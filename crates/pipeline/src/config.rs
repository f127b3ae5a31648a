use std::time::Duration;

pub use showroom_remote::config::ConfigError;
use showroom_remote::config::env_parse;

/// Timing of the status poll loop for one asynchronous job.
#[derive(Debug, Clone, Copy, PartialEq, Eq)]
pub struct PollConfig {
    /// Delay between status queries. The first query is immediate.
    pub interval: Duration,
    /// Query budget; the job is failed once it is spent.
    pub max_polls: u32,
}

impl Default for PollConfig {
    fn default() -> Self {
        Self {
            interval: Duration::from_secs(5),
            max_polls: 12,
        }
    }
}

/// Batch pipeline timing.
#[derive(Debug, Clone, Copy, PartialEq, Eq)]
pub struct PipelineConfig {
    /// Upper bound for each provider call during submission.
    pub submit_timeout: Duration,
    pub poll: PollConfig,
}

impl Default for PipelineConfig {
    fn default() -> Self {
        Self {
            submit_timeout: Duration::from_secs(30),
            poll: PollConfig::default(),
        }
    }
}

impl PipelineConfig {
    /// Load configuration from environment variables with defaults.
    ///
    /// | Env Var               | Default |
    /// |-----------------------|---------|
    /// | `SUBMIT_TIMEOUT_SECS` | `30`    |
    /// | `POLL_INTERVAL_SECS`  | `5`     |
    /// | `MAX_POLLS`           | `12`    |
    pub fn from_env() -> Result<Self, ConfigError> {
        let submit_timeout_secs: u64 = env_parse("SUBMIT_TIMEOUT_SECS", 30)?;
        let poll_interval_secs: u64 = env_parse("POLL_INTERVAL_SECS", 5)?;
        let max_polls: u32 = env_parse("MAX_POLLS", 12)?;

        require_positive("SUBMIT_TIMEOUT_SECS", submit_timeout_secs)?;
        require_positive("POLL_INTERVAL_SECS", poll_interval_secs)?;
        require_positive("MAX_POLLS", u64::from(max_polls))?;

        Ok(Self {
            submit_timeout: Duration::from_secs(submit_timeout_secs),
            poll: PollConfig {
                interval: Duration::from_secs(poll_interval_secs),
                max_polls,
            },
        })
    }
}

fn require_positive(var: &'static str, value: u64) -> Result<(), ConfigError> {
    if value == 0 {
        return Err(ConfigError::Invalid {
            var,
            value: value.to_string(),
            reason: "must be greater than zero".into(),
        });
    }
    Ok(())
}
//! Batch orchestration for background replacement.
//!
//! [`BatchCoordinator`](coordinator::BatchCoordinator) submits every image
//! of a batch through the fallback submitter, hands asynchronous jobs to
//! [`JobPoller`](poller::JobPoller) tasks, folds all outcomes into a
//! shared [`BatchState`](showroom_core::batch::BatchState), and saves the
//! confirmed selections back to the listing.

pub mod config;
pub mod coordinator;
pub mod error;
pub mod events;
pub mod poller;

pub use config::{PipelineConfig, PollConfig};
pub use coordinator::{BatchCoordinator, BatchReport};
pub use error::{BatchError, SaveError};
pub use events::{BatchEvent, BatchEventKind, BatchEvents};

┄┄┄┄┄┄

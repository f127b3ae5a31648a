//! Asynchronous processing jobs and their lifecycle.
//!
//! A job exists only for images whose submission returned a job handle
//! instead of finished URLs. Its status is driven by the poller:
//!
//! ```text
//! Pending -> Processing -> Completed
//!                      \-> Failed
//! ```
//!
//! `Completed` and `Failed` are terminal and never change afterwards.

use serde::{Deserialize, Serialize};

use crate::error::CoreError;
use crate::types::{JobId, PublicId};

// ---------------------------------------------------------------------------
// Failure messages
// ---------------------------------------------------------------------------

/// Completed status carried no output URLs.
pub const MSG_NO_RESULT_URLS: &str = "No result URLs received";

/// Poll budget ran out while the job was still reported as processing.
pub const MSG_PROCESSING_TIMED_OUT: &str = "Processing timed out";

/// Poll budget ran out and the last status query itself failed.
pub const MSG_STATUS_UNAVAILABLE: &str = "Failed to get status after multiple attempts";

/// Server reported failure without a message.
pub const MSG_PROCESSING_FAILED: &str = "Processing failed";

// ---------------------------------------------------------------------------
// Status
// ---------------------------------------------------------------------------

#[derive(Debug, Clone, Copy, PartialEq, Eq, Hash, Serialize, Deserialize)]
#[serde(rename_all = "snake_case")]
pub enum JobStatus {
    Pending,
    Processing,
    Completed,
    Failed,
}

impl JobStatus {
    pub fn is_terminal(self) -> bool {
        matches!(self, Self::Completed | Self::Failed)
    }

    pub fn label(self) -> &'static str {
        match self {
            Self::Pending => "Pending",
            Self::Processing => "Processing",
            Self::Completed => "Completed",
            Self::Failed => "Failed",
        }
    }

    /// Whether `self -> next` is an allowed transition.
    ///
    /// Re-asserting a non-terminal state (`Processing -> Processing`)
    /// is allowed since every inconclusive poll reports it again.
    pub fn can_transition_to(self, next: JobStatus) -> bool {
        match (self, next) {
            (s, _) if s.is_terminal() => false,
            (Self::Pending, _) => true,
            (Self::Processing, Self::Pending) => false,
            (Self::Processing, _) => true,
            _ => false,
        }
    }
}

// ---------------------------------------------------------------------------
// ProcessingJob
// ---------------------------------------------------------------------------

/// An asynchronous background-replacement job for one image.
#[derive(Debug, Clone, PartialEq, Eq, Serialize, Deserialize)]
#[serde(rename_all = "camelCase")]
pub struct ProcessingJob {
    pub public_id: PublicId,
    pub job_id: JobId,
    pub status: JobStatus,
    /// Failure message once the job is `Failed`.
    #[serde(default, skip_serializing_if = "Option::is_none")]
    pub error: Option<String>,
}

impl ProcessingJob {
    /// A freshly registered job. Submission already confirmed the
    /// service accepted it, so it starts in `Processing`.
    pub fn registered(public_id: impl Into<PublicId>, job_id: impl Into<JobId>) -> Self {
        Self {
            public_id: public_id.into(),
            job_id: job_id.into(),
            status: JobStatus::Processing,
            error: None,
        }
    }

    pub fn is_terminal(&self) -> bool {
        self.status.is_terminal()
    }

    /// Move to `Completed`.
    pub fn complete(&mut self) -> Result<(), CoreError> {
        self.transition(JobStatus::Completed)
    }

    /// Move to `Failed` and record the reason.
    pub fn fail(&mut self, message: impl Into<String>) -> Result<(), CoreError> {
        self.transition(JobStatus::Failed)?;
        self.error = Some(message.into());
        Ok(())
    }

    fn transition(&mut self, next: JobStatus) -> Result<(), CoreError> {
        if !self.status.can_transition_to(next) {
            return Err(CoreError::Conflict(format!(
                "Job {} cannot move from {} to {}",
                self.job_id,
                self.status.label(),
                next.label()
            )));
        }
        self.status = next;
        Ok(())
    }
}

┄┄┄┄┄┄

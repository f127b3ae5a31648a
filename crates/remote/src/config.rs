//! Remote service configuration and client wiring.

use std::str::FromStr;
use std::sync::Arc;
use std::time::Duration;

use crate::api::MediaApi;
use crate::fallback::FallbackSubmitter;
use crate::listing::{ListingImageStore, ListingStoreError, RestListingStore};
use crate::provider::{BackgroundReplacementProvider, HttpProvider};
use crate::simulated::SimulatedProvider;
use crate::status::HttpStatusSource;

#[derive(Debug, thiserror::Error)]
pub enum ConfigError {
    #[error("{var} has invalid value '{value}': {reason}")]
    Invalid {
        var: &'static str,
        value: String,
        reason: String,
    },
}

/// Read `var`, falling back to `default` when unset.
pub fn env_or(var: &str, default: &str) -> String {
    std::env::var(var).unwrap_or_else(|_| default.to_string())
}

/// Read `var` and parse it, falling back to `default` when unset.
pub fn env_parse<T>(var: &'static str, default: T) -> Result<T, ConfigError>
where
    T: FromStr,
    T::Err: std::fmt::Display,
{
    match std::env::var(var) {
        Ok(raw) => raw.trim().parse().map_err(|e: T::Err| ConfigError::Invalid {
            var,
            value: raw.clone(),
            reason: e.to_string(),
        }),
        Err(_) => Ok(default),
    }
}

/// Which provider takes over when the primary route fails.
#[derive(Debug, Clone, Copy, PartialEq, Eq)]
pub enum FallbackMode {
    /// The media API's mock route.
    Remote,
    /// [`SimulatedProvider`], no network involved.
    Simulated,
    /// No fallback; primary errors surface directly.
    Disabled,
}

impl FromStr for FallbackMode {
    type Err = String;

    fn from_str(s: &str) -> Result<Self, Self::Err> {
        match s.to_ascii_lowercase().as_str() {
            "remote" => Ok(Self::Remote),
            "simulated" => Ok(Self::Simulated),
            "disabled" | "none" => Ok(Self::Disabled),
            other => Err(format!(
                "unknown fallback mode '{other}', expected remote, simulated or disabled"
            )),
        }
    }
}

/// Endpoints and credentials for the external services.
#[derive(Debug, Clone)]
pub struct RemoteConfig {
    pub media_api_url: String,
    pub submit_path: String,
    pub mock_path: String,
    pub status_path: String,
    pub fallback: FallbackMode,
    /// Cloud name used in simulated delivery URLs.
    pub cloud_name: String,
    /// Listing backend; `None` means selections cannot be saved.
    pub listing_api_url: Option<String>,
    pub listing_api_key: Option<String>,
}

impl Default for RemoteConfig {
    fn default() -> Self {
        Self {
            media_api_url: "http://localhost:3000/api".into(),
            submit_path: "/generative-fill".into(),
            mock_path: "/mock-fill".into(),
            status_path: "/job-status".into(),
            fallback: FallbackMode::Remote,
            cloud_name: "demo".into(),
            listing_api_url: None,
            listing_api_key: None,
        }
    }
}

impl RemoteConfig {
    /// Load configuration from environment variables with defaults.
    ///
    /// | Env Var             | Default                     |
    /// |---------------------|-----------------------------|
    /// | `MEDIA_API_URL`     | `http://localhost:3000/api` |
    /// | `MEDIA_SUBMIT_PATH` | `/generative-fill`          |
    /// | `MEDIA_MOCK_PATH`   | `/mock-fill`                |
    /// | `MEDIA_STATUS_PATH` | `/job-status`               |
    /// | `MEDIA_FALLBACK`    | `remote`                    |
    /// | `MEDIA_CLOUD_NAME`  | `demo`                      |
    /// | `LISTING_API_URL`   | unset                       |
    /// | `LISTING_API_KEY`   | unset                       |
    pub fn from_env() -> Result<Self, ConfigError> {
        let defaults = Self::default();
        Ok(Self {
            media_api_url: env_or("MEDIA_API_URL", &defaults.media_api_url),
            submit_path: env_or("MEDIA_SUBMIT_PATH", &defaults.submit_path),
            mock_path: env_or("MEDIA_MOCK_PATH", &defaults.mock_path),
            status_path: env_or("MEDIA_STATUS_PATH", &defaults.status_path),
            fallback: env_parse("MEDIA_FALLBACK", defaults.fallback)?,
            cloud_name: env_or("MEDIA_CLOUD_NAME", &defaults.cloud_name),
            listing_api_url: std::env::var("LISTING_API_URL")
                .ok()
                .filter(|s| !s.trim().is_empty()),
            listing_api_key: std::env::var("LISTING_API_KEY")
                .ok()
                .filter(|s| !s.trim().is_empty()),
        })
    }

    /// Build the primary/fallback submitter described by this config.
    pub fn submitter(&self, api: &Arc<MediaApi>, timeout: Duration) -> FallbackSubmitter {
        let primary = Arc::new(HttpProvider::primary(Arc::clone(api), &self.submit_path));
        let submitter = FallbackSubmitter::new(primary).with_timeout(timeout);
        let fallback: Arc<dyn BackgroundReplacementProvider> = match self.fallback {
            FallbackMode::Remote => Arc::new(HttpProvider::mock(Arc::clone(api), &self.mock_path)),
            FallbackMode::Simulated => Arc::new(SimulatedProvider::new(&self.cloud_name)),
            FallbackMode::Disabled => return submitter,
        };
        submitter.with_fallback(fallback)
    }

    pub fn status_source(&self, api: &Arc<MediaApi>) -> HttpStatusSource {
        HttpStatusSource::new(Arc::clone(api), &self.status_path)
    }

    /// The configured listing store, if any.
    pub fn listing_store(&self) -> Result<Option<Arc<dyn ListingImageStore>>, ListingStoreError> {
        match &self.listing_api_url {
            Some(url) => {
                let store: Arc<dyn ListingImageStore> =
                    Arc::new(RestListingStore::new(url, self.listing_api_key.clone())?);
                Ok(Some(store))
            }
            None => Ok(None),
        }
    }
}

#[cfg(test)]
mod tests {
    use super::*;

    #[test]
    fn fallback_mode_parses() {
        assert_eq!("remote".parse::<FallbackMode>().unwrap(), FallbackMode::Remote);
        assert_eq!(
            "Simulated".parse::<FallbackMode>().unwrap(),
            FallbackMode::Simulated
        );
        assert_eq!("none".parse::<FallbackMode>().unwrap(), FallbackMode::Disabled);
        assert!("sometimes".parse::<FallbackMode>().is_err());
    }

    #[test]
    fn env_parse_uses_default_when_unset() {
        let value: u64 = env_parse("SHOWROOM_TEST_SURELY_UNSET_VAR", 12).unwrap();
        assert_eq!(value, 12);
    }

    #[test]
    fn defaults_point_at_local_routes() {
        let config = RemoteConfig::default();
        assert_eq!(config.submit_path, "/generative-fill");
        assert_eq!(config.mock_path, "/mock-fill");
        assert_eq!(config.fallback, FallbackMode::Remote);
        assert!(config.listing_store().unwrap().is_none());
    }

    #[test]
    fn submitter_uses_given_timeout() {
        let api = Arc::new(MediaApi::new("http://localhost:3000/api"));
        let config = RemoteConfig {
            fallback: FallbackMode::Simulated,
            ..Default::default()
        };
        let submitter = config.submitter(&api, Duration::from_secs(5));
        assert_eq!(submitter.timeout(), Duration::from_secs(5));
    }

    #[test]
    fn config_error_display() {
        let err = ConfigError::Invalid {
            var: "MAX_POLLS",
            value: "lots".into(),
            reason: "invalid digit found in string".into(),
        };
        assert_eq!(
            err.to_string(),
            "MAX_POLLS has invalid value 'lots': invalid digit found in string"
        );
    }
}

┄┄┄┄┄┄

▶ What you will do
The lines to return are those in the entries above that hold "struct".

▶ Answer to this problem
pub struct PollConfig {
pub struct PipelineConfig {
pub struct ProcessingJob {
pub struct RemoteConfig {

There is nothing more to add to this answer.